Incentivize API Developers With A Mozilla Open Badge Program

Last week Mozilla launched their new Open Badges platform, as an open standard to recognize and verify learning. I immediately started thinking about how it could be applied to APIs for incentivizing developer participation and success.

I’ve come across other badge programs, but Mozilla is the first open approach I’ve seen, providing free software and an open technical standard, that any organization can use to create, issue and verify digital badges.

So I was thinking, as an API owner, you could use Open Badges to structure a series of rewards for developers who reach important milestones integrating with your API, and engaging with your ecosystem.

Some examples badge-worthy milestones might be:

  • Achieve X amount of API calls
  • Published application to showcase
  • Published open source code library
  • Developed more than one application
  • Revenue generated from application
  • Supporting the forum and conversations

It would take a bit of planning to developer the right approach to badging for each API, as goals would be different for each provider. But, providing badges could provide an incentive for developers to work towards meaningful goals you have tied to important KPIs for your API strategy, While also providing an easy way to track your most knowledgable and potentially trusted developers.

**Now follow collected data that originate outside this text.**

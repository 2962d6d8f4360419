//! Async front for the blocking store.
//!
//! Every call runs on tokio's blocking pool under a deadline. A call that
//! times out is abandoned, not cancelled: a commit may still land after the
//! caller has seen `Timeout`.

use std::sync::Arc;
use std::time::Duration;

use kudos_core::{IAggregateStore, KudosError, KudosResult, StorageResult};
use tracing::warn;

#[derive(Clone)]
pub struct StoreGateway {
    store: Arc<dyn IAggregateStore>,
    timeout: Duration,
}

impl StoreGateway {
    pub fn new(store: Arc<dyn IAggregateStore>, timeout: Duration) -> Self {
        Self { store, timeout }
    }

    pub fn timeout(&self) -> Duration {
        self.timeout
    }

    /// Run `f` against the store on the blocking pool.
    pub async fn call<T, F>(&self, operation: &'static str, f: F) -> KudosResult<T>
    where
        T: Send + 'static,
        F: FnOnce(&dyn IAggregateStore) -> StorageResult<T> + Send + 'static,
    {
        let store = Arc::clone(&self.store);
        let task = tokio::task::spawn_blocking(move || f(store.as_ref()));

        match tokio::time::timeout(self.timeout, task).await {
            Ok(Ok(result)) => result.map_err(KudosError::from),
            Ok(Err(join_err)) => {
                warn!(operation, error = %join_err, "store task did not complete");
                Err(KudosError::StoreUnavailable {
                    reason: format!("{operation}: store task failed"),
                })
            }
            Err(_) => {
                warn!(operation, timeout_ms = self.timeout.as_millis() as u64, "store call timed out");
                Err(KudosError::Timeout {
                    operation: operation.to_string(),
                    after_ms: self.timeout.as_millis() as u64,
                })
            }
        }
    }
}
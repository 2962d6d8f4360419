//! Badge catalog and earned-badge rows.

use chrono::{DateTime, Utc};
use kudos_core::{BadgeCategory, BadgeDefinition, StorageError, StorageResult, UserBadge};
use rusqlite::{params, Connection, OptionalExtension, TransactionBehavior};

use super::{parse_ts, ts};
use crate::to_storage_err;

pub fn upsert_badge_definition(
    conn: &Connection,
    definition: &BadgeDefinition,
    now: DateTime<Utc>,
) -> StorageResult<()> {
    let criteria = serde_json::to_string(&definition.criteria).map_err(|e| StorageError::Corrupt {
        details: format!("serialize criteria for {}: {e}", definition.badge_id),
    })?;

    conn.execute(
        "INSERT INTO badge_definitions (badge_id, name, description, category, criteria, active, updated_at)
         VALUES (?1, ?2, ?3, ?4, ?5, ?6, ?7)
         ON CONFLICT(badge_id) DO UPDATE SET
             name = excluded.name,
             description = excluded.description,
             category = excluded.category,
             criteria = excluded.criteria,
             active = excluded.active,
             updated_at = excluded.updated_at",
        params![
            definition.badge_id,
            definition.name,
            definition.description,
            definition.category.as_str(),
            criteria,
            definition.active,
            ts(&now),
        ],
    )
    .map_err(to_storage_err)?;
    Ok(())
}

pub fn list_badge_definitions(
    conn: &Connection,
    include_inactive: bool,
) -> StorageResult<Vec<BadgeDefinition>> {
    let mut stmt = conn
        .prepare_cached(
            "SELECT badge_id, name, description, category, criteria, active
             FROM badge_definitions
             WHERE ?1 OR active = 1
             ORDER BY badge_id",
        )
        .map_err(to_storage_err)?;

    let rows = stmt
        .query_map(params![include_inactive], |row| {
            Ok((
                row.get::<_, String>(0)?,
                row.get::<_, String>(1)?,
                row.get::<_, String>(2)?,
                row.get::<_, String>(3)?,
                row.get::<_, String>(4)?,
                row.get::<_, bool>(5)?,
            ))
        })
        .map_err(to_storage_err)?;

    let mut out = Vec::new();
    for row in rows {
        let (badge_id, name, description, category, criteria, active) =
            row.map_err(to_storage_err)?;
        let category = BadgeCategory::parse(&category).map_err(|e| StorageError::Corrupt {
            details: format!("badge {badge_id}: {e}"),
        })?;
        let criteria = serde_json::from_str(&criteria).map_err(|e| StorageError::Corrupt {
            details: format!("badge {badge_id} criteria: {e}"),
        })?;
        out.push(BadgeDefinition {
            badge_id,
            name,
            description,
            category,
            criteria,
            active,
        });
    }
    Ok(out)
}

fn find_user_badge(
    conn: &Connection,
    user_id: &str,
    badge_id: &str,
) -> StorageResult<Option<UserBadge>> {
    let earned_at: Option<String> = conn
        .query_row(
            "SELECT earned_at FROM user_badges WHERE user_id = ?1 AND badge_id = ?2",
            params![user_id, badge_id],
            |row| row.get(0),
        )
        .optional()
        .map_err(to_storage_err)?;

    earned_at
        .map(|raw| {
            Ok(UserBadge {
                user_id: user_id.to_string(),
                badge_id: badge_id.to_string(),
                earned_at: parse_ts("earned_at", &raw)?,
            })
        })
        .transpose()
}

/// Re-read and insert under one IMMEDIATE transaction. The existing row, if
/// any, is returned untouched.
pub fn insert_user_badge_if_absent(
    conn: &mut Connection,
    user_id: &str,
    badge_id: &str,
    earned_at: DateTime<Utc>,
) -> StorageResult<(UserBadge, bool)> {
    let tx = conn
        .transaction_with_behavior(TransactionBehavior::Immediate)
        .map_err(to_storage_err)?;

    if let Some(existing) = find_user_badge(&tx, user_id, badge_id)? {
        tx.commit().map_err(to_storage_err)?;
        return Ok((existing, false));
    }

    tx.execute(
        "INSERT INTO user_badges (user_id, badge_id, earned_at) VALUES (?1, ?2, ?3)",
        params![user_id, badge_id, ts(&earned_at)],
    )
    .map_err(to_storage_err)?;
    tx.commit().map_err(to_storage_err)?;

    Ok((
        UserBadge {
            user_id: user_id.to_string(),
            badge_id: badge_id.to_string(),
            earned_at,
        },
        true,
    ))
}

pub fn list_user_badges(conn: &Connection, user_id: &str) -> StorageResult<Vec<UserBadge>> {
    let mut stmt = conn
        .prepare_cached(
            "SELECT badge_id, earned_at FROM user_badges
             WHERE user_id = ?1
             ORDER BY earned_at, badge_id",
        )
        .map_err(to_storage_err)?;

    let rows = stmt
        .query_map(params![user_id], |row| {
            Ok((row.get::<_, String>(0)?, row.get::<_, String>(1)?))
        })
        .map_err(to_storage_err)?;

    let mut out = Vec::new();
    for row in rows {
        let (badge_id, earned_at) = row.map_err(to_storage_err)?;
        out.push(UserBadge {
            user_id: user_id.to_string(),
            badge_id,
            earned_at: parse_ts("earned_at", &earned_at)?,
        });
    }
    Ok(out)
}
//! v002: maintenance run history.

use kudos_core::StorageResult;
use rusqlite::Connection;

use crate::to_storage_err;

pub fn migrate(conn: &Connection) -> StorageResult<()> {
    conn.execute_batch(
        "
        CREATE TABLE IF NOT EXISTS maintenance_runs (
            run_id            TEXT PRIMARY KEY NOT NULL,
            started_at        TEXT NOT NULL,
            finished_at       TEXT NOT NULL,
            users_scanned     INTEGER NOT NULL,
            users_updated     INTEGER NOT NULL,
            streaks_broken    INTEGER NOT NULL,
            freezes_consumed  INTEGER NOT NULL,
            weekly_resets     INTEGER NOT NULL,
            quests_expired    INTEGER NOT NULL,
            failures          INTEGER NOT NULL
        ) STRICT;

        CREATE INDEX IF NOT EXISTS idx_maintenance_runs_started
            ON maintenance_runs(started_at);
        ",
    )
    .map_err(to_storage_err)
}
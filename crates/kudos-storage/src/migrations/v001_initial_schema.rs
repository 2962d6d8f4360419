//! v001: aggregates, badge definitions, earned badges.

use kudos_core::StorageResult;
use rusqlite::Connection;

use crate::to_storage_err;

pub fn migrate(conn: &Connection) -> StorageResult<()> {
    conn.execute_batch(
        "
        CREATE TABLE IF NOT EXISTS user_aggregates (
            user_id     TEXT PRIMARY KEY NOT NULL,
            version     INTEGER NOT NULL CHECK (version > 0),
            document    TEXT NOT NULL,
            created_at  TEXT NOT NULL,
            updated_at  TEXT NOT NULL
        ) STRICT;

        CREATE TABLE IF NOT EXISTS badge_definitions (
            badge_id    TEXT PRIMARY KEY NOT NULL,
            name        TEXT NOT NULL,
            description TEXT NOT NULL DEFAULT '',
            category    TEXT NOT NULL,
            criteria    TEXT NOT NULL,
            active      INTEGER NOT NULL DEFAULT 1,
            updated_at  TEXT NOT NULL
        ) STRICT;

        CREATE TABLE IF NOT EXISTS user_badges (
            user_id     TEXT NOT NULL,
            badge_id    TEXT NOT NULL,
            earned_at   TEXT NOT NULL,
            PRIMARY KEY (user_id, badge_id)
        ) STRICT;

        CREATE INDEX IF NOT EXISTS idx_badge_definitions_active
            ON badge_definitions(active);
        ",
    )
    .map_err(to_storage_err)
}
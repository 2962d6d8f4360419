pub mod maintenance_config;
pub mod quest_config;
pub mod storage_config;
pub mod streak_config;
pub mod updater_config;
pub mod xp_config;

use serde::{Deserialize, Serialize};

use crate::errors::{KudosError, KudosResult};

pub use maintenance_config::MaintenanceConfig;
pub use quest_config::{QuestConfig, QuestRequirements};
pub use storage_config::StorageConfig;
pub use streak_config::StreakConfig;
pub use updater_config::UpdaterConfig;
pub use xp_config::XpConfig;

/// Top-level configuration aggregating all subsystem configs.
#[derive(Debug, Clone, Serialize, Deserialize, Default)]
#[serde(default)]
pub struct KudosConfig {
    pub storage: StorageConfig,
    pub xp: XpConfig,
    pub streak: StreakConfig,
    pub updater: UpdaterConfig,
    pub maintenance: MaintenanceConfig,
    pub quest: QuestConfig,
}

impl KudosConfig {
    /// Load config from a TOML string, falling back to defaults for missing fields.
    pub fn from_toml(toml_str: &str) -> Result<Self, toml::de::Error> {
        toml::from_str(toml_str)
    }

    /// Load and validate config from a TOML file on disk.
    pub fn load(path: &std::path::Path) -> KudosResult<Self> {
        let raw = std::fs::read_to_string(path)
            .map_err(|e| KudosError::Config(format!("read {}: {e}", path.display())))?;
        let config = Self::from_toml(&raw)
            .map_err(|e| KudosError::Config(format!("parse {}: {e}", path.display())))?;
        config.validate()?;
        Ok(config)
    }

    /// Reject values that would break engine invariants.
    pub fn validate(&self) -> KudosResult<()> {
        if self.xp.weekly_bonus_multiplier < 1.0 || !self.xp.weekly_bonus_multiplier.is_finite() {
            return Err(KudosError::Config(format!(
                "xp.weekly_bonus_multiplier must be a finite value >= 1.0, got {}",
                self.xp.weekly_bonus_multiplier
            )));
        }
        if self.maintenance.batch_size == 0 {
            return Err(KudosError::Config("maintenance.batch_size must be > 0".into()));
        }
        if self.maintenance.workers == 0 {
            return Err(KudosError::Config("maintenance.workers must be > 0".into()));
        }
        self.maintenance.run_at_time()?;
        self.streak.utc_offset()?;
        if self.updater.store_timeout_ms == 0 {
            return Err(KudosError::Config("updater.store_timeout_ms must be > 0".into()));
        }
        if self.quest.duration_days == 0 {
            return Err(KudosError::Config("quest.duration_days must be > 0".into()));
        }
        if self.streak.freeze_award_interval_days == 0 {
            return Err(KudosError::Config(
                "streak.freeze_award_interval_days must be > 0".into(),
            ));
        }
        Ok(())
    }
}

If API providers start issuing sensible and consistent badges for API knowledge it would also provide additional ways to measure the size and overall health of the API developer community. I could envision badges that would serve specific business sectors or even around city, state and federal government APIs and civic efforts.

I will add Mozilla Open Badges to my list of API building blocks and explore other ideas about how an API provider can establish badge programs to incentivize and reward healthy API developer activity.